## What is required
Word for word, transcribe all the entries shown below.

********************

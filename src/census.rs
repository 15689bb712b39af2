//! OpenCensus metric data model
//!
//! These types mirror the `metricdata` structures the OpenCensus library
//! hands to an exporter, in the shape this crate consumes them: already
//! decoded, with timestamps as Unix nanoseconds. Deserializing whatever wire
//! or in-process format produced them is the caller's concern.

use std::collections::HashMap;
use std::fmt;

/// A single OpenCensus metric: descriptor plus its time series.
#[derive(Debug, Clone)]
pub struct CensusMetric {
    pub descriptor: CensusDescriptor,
    pub timeseries: Vec<CensusTimeSeries>,
}

/// Metric metadata shared by all time series of one metric.
#[derive(Debug, Clone)]
pub struct CensusDescriptor {
    pub name: String,
    pub description: String,
    /// Unit token (e.g. "ms", "By"). Carried verbatim, never converted.
    pub unit: String,
    pub metric_type: CensusMetricType,
    /// Label keys, positionally parallel to each series' label values.
    pub label_keys: Vec<String>,
}

/// OpenCensus metric types.
///
/// Cumulative types always carry cumulative, monotonic semantics; the legacy
/// model has no delta or non-monotonic notion.
#[derive(Debug, Clone, Copy, PartialEq, Eq)]
pub enum CensusMetricType {
    GaugeInt64,
    GaugeDouble,
    GaugeDistribution,
    CumulativeInt64,
    CumulativeDouble,
    CumulativeDistribution,
    Summary,
}

impl CensusMetricType {
    /// Stable lowercase name, used in diagnostics and metadata.
    pub fn as_str(&self) -> &'static str {
        match self {
            CensusMetricType::GaugeInt64 => "gauge_int64",
            CensusMetricType::GaugeDouble => "gauge_double",
            CensusMetricType::GaugeDistribution => "gauge_distribution",
            CensusMetricType::CumulativeInt64 => "cumulative_int64",
            CensusMetricType::CumulativeDouble => "cumulative_double",
            CensusMetricType::CumulativeDistribution => "cumulative_distribution",
            CensusMetricType::Summary => "summary",
        }
    }
}

impl fmt::Display for CensusMetricType {
    fn fmt(&self, f: &mut fmt::Formatter<'_>) -> fmt::Result {
        f.write_str(self.as_str())
    }
}

/// One time series: a start time, one label value per descriptor label key,
/// and the ordered points observed for that label combination.
#[derive(Debug, Clone)]
pub struct CensusTimeSeries {
    pub start_time_unix_nano: u64,
    /// Positionally parallel to the descriptor's `label_keys`. `None` marks a
    /// label value that was never set for this series.
    pub label_values: Vec<Option<String>>,
    pub points: Vec<CensusPoint>,
}

/// A single observation within a time series.
#[derive(Debug, Clone, PartialEq)]
pub struct CensusPoint {
    pub time_unix_nano: u64,
    pub value: CensusValue,
}

/// The dynamically-typed value carried by a point.
///
/// The descriptor's metric type declares which variant every point of the
/// metric is expected to carry; the conversion verifies this per point.
#[derive(Debug, Clone, PartialEq)]
pub enum CensusValue {
    Int64(i64),
    Double(f64),
    Distribution(CensusDistribution),
}

impl CensusValue {
    /// Short name of the carried variant, for diagnostics.
    pub fn kind(&self) -> &'static str {
        match self {
            CensusValue::Int64(_) => "int64",
            CensusValue::Double(_) => "double",
            CensusValue::Distribution(_) => "distribution",
        }
    }
}

/// A distribution snapshot: population count and sum plus explicit buckets.
///
/// `count` and bucket counts are signed because the legacy model never
/// promises non-negativity; the conversion rejects negatives instead of
/// clamping.
#[derive(Debug, Clone, PartialEq)]
pub struct CensusDistribution {
    pub count: i64,
    pub sum: f64,
    /// Upper bucket boundaries, assumed strictly ascending.
    pub bounds: Vec<f64>,
    pub buckets: Vec<CensusBucket>,
}

/// Count of observations that fell into one bucket.
#[derive(Debug, Clone, PartialEq)]
pub struct CensusBucket {
    pub count: i64,
    /// Sample observation recorded for this bucket, if any.
    pub exemplar: Option<CensusExemplar>,
}

/// An example observation attached to a distribution bucket.
#[derive(Debug, Clone, PartialEq)]
pub struct CensusExemplar {
    pub value: f64,
    pub time_unix_nano: u64,
    pub attachments: HashMap<String, String>,
}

********************

## Response for this exercise
filename src/census.rs
repository 15689bb712b39af2
//! OpenCensus metric data model
//!
//! These types mirror the `metricdata` structures the OpenCensus library
//! hands to an exporter, in the shape this crate consumes them: already
//! decoded, with timestamps as Unix nanoseconds. Deserializing whatever wire
//! or in-process format produced them is the caller's concern.

use std::collections::HashMap;
use std::fmt;

/// A single OpenCensus metric: descriptor plus its time series.
#[derive(Debug, Clone)]
pub struct CensusMetric {
    pub descriptor: CensusDescriptor,
    pub timeseries: Vec<CensusTimeSeries>,
}

/// Metric metadata shared by all time series of one metric.
#[derive(Debug, Clone)]
pub struct CensusDescriptor {
    pub name: String,
    pub description: String,
    /// Unit token (e.g. "ms", "By"). Carried verbatim, never converted.
    pub unit: String,
    pub metric_type: CensusMetricType,
    /// Label keys, positionally parallel to each series' label values.
    pub label_keys: Vec<String>,
}

/// OpenCensus metric types.
///
/// Cumulative types always carry cumulative, monotonic semantics; the legacy
/// model has no delta or non-monotonic notion.
#[derive(Debug, Clone, Copy, PartialEq, Eq)]
pub enum CensusMetricType {
    GaugeInt64,
    GaugeDouble,
    GaugeDistribution,
    CumulativeInt64,
    CumulativeDouble,
    CumulativeDistribution,
    Summary,
}

impl CensusMetricType {
    /// Stable lowercase name, used in diagnostics and metadata.
    pub fn as_str(&self) -> &'static str {
        match self {
            CensusMetricType::GaugeInt64 => "gauge_int64",
            CensusMetricType::GaugeDouble => "gauge_double",
            CensusMetricType::GaugeDistribution => "gauge_distribution",
            CensusMetricType::CumulativeInt64 => "cumulative_int64",
            CensusMetricType::CumulativeDouble => "cumulative_double",
            CensusMetricType::CumulativeDistribution => "cumulative_distribution",
            CensusMetricType::Summary => "summary",
        }
    }
}

impl fmt::Display for CensusMetricType {
    fn fmt(&self, f: &mut fmt::Formatter<'_>) -> fmt::Result {
        f.write_str(self.as_str())
    }
}

/// One time series: a start time, one label value per descriptor label key,
/// and the ordered points observed for that label combination.
#[derive(Debug, Clone)]
pub struct CensusTimeSeries {
    pub start_time_unix_nano: u64,
    /// Positionally parallel to the descriptor's `label_keys`. `None` marks a
    /// label value that was never set for this series.
    pub label_values: Vec<Option<String>>,
    pub points: Vec<CensusPoint>,
}

/// A single observation within a time series.
#[derive(Debug, Clone, PartialEq)]
pub struct CensusPoint {
    pub time_unix_nano: u64,
    pub value: CensusValue,
}

/// The dynamically-typed value carried by a point.
///
/// The descriptor's metric type declares which variant every point of the
/// metric is expected to carry; the conversion verifies this per point.
#[derive(Debug, Clone, PartialEq)]
pub enum CensusValue {
    Int64(i64),
    Double(f64),
    Distribution(CensusDistribution),
}

impl CensusValue {
    /// Short name of the carried variant, for diagnostics.
    pub fn kind(&self) -> &'static str {
        match self {
            CensusValue::Int64(_) => "int64",
            CensusValue::Double(_) => "double",
            CensusValue::Distribution(_) => "distribution",
        }
    }
}

/// A distribution snapshot: population count and sum plus explicit buckets.
///
/// `count` and bucket counts are signed because the legacy model never
/// promises non-negativity; the conversion rejects negatives instead of
/// clamping.
#[derive(Debug, Clone, PartialEq)]
pub struct CensusDistribution {
    pub count: i64,
    pub sum: f64,
    /// Upper bucket boundaries, assumed strictly ascending.
    pub bounds: Vec<f64>,
    pub buckets: Vec<CensusBucket>,
}

/// Count of observations that fell into one bucket.
#[derive(Debug, Clone, PartialEq)]
pub struct CensusBucket {
    pub count: i64,
    /// Sample observation recorded for this bucket, if any.
    pub exemplar: Option<CensusExemplar>,
}

/// An example observation attached to a distribution bucket.
#[derive(Debug, Clone, PartialEq)]
pub struct CensusExemplar {
    pub value: f64,
    pub time_unix_nano: u64,
    pub attachments: HashMap<String, String>,
}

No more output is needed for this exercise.